Obesity and metabolic syndrome, along with drug dependence (nicotine, alcohol, opiates), are two of the major therapeutic applications for CB1 cannabinoid receptor antagonists and inverse agonists. In the present study, we report the synthesis and structure−affinity relationships of 1,5-diphenylimidazolidine-2,4-dione and 1,3,5-triphenylimidazolidine-2,4-dione derivatives. These new 1,3,5-triphenylimidazolidine-2,4-dione derivatives and their thio isosteres were obtained by an original pathway and exhibited interesting affinity and selectivity for the human CB1 cannabinoid receptor. A [35S]-GTPγS binding assay revealed the inverse agonist properties of the compounds at the CB1 cannabinoid receptor.
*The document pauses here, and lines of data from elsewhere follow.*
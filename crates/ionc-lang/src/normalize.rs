//! Unit normalization: rewrite every literal `v [unit]` so its unit is
//! prefix-free, folding the stripped power of ten into the value.
//! `2 [mV]` becomes `0.002 [V]`; `10 [mV/mA]` stays `10 [V/A]`.

use std::rc::Rc;

use crate::ast::*;
use crate::units::normalize_unit;

pub fn normalize_mechanism(m: &ParsedMechanism) -> ParsedMechanism {
    let map = |v: &Vec<PExpr>| v.iter().map(normalize_expr).collect();
    ParsedMechanism {
        name: m.name.clone(),
        kind: m.kind,
        parameters: map(&m.parameters),
        constants: map(&m.constants),
        states: map(&m.states),
        records: map(&m.records),
        functions: map(&m.functions),
        bindings: map(&m.bindings),
        initials: map(&m.initials),
        evolutions: map(&m.evolutions),
        effects: map(&m.effects),
        exports: map(&m.exports),
        loc: m.loc,
    }
}

pub fn normalize_expr(e: &PExpr) -> PExpr {
    match &**e {
        ParsedExpr::Parameter(p) => Rc::new(ParsedExpr::Parameter(ParsedParameter {
            id: p.id.clone(),
            value: normalize_expr(&p.value),
            loc: p.loc,
        })),
        ParsedExpr::Constant(c) => Rc::new(ParsedExpr::Constant(ParsedConstant {
            id: c.id.clone(),
            value: normalize_expr(&c.value),
            loc: c.loc,
        })),
        ParsedExpr::State(_)
        | ParsedExpr::RecordAlias(_)
        | ParsedExpr::Bind(_)
        | ParsedExpr::Export(_)
        | ParsedExpr::Identifier(_) => e.clone(),
        ParsedExpr::Function(f) => Rc::new(ParsedExpr::Function(ParsedFunction {
            name: f.name.clone(),
            args: f.args.clone(),
            ret: f.ret.clone(),
            body: normalize_expr(&f.body),
            loc: f.loc,
        })),
        ParsedExpr::Initial(i) => Rc::new(ParsedExpr::Initial(ParsedInitial {
            target: i.target.clone(),
            value: normalize_expr(&i.value),
            loc: i.loc,
        })),
        ParsedExpr::Evolve(ev) => Rc::new(ParsedExpr::Evolve(ParsedEvolve {
            target: ev.target.clone(),
            value: normalize_expr(&ev.value),
            loc: ev.loc,
        })),
        ParsedExpr::Effect(ef) => Rc::new(ParsedExpr::Effect(ParsedEffect {
            kind: ef.kind,
            ion: ef.ion.clone(),
            value: normalize_expr(&ef.value),
            loc: ef.loc,
        })),
        ParsedExpr::Call(c) => Rc::new(ParsedExpr::Call(ParsedCall {
            function: c.function.clone(),
            args: c.args.iter().map(normalize_expr).collect(),
            loc: c.loc,
        })),
        ParsedExpr::Object(o) => Rc::new(ParsedExpr::Object(ParsedObject {
            record: o.record.clone(),
            fields: o.fields.iter().map(|(n, v)| (n.clone(), normalize_expr(v))).collect(),
            loc: o.loc,
        })),
        ParsedExpr::Let(l) => Rc::new(ParsedExpr::Let(ParsedLet {
            id: l.id.clone(),
            value: normalize_expr(&l.value),
            body: normalize_expr(&l.body),
            loc: l.loc,
        })),
        ParsedExpr::With(w) => Rc::new(ParsedExpr::With(ParsedWith {
            value: normalize_expr(&w.value),
            body: normalize_expr(&w.body),
            loc: w.loc,
        })),
        ParsedExpr::If(i) => Rc::new(ParsedExpr::If(ParsedIf {
            condition: normalize_expr(&i.condition),
            if_true: normalize_expr(&i.if_true),
            if_false: normalize_expr(&i.if_false),
            loc: i.loc,
        })),
        ParsedExpr::Unary(u) => Rc::new(ParsedExpr::Unary(ParsedUnary {
            op: u.op,
            arg: normalize_expr(&u.arg),
            loc: u.loc,
        })),
        ParsedExpr::Binary(b) => Rc::new(ParsedExpr::Binary(ParsedBinary {
            op: b.op,
            lhs: normalize_expr(&b.lhs),
            rhs: normalize_expr(&b.rhs),
            loc: b.loc,
        })),
        ParsedExpr::Float(f) => {
            let (unit, k) = normalize_unit(&f.unit);
            Rc::new(ParsedExpr::Float(ParsedFloat {
                value: f.value * 10f64.powi(k),
                unit,
                loc: f.loc,
            }))
        }
        ParsedExpr::Int(i) => {
            let (unit, k) = normalize_unit(&i.unit);
            if k == 0 {
                Rc::new(ParsedExpr::Int(ParsedInt { value: i.value, unit, loc: i.loc }))
            } else {
                Rc::new(ParsedExpr::Float(ParsedFloat {
                    value: i.value as f64 * 10f64.powi(k),
                    unit,
                    loc: i.loc,
                }))
            }
        }
    }
}

#[cfg(test)]
mod tests {
    use super::*;
    use crate::parser::Parser;
    use crate::units::{unit_to_string, UnitExpr};

    fn normalized(src: &str) -> PExpr {
        let e = Parser::new(src).parse_expr().expect("parse");
        normalize_expr(&e)
    }

    #[test]
    fn millivolts_fold_into_the_literal() {
        let e = normalized("2 [mV]");
        let ParsedExpr::Float(f) = &*e else { panic!("expected float") };
        assert_eq!(f.value, 0.002);
        assert_eq!(unit_to_string(&f.unit), "V");
    }

    #[test]
    fn balanced_prefixes_cancel() {
        // 10 [mV/mA] normalizes to 10 [V/A]
        let e = normalized("10 [mV/mA]");
        let ParsedExpr::Int(i) = &*e else { panic!("expected int") };
        assert_eq!(i.value, 10);
        assert_eq!(unit_to_string(&i.unit), "(V/A)");
    }

    #[test]
    fn conductance_density_scale() {
        // S/cm^2 carries 10^4 relative to S/m^2
        let e = normalized("0.001 [S/cm^2]");
        let ParsedExpr::Float(f) = &*e else { panic!() };
        assert!((f.value - 10.0).abs() < 1e-12);
    }

    #[test]
    fn unitless_literals_are_untouched() {
        let e = normalized("42");
        let ParsedExpr::Int(i) = &*e else { panic!() };
        assert_eq!(i.value, 42);
        assert!(matches!(&*i.unit, UnitExpr::NoUnit));
    }
}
Furthermore, molecular modeling studies were conducted in order to delineate the binding mode of this series of derivatives into the CB1 cannabinoid receptor. 1,3-Bis(4-bromophenyl)-5-phenylimidazolidine-2,4-dione (25) and 1,3-bis(4-chlorophenyl)-5-phenylimidazolidine-2,4-dione (23) are the imidazolidine-2,4-dione derivatives possessing the highest affinity for the human CB1 cannabinoid receptor reported to date.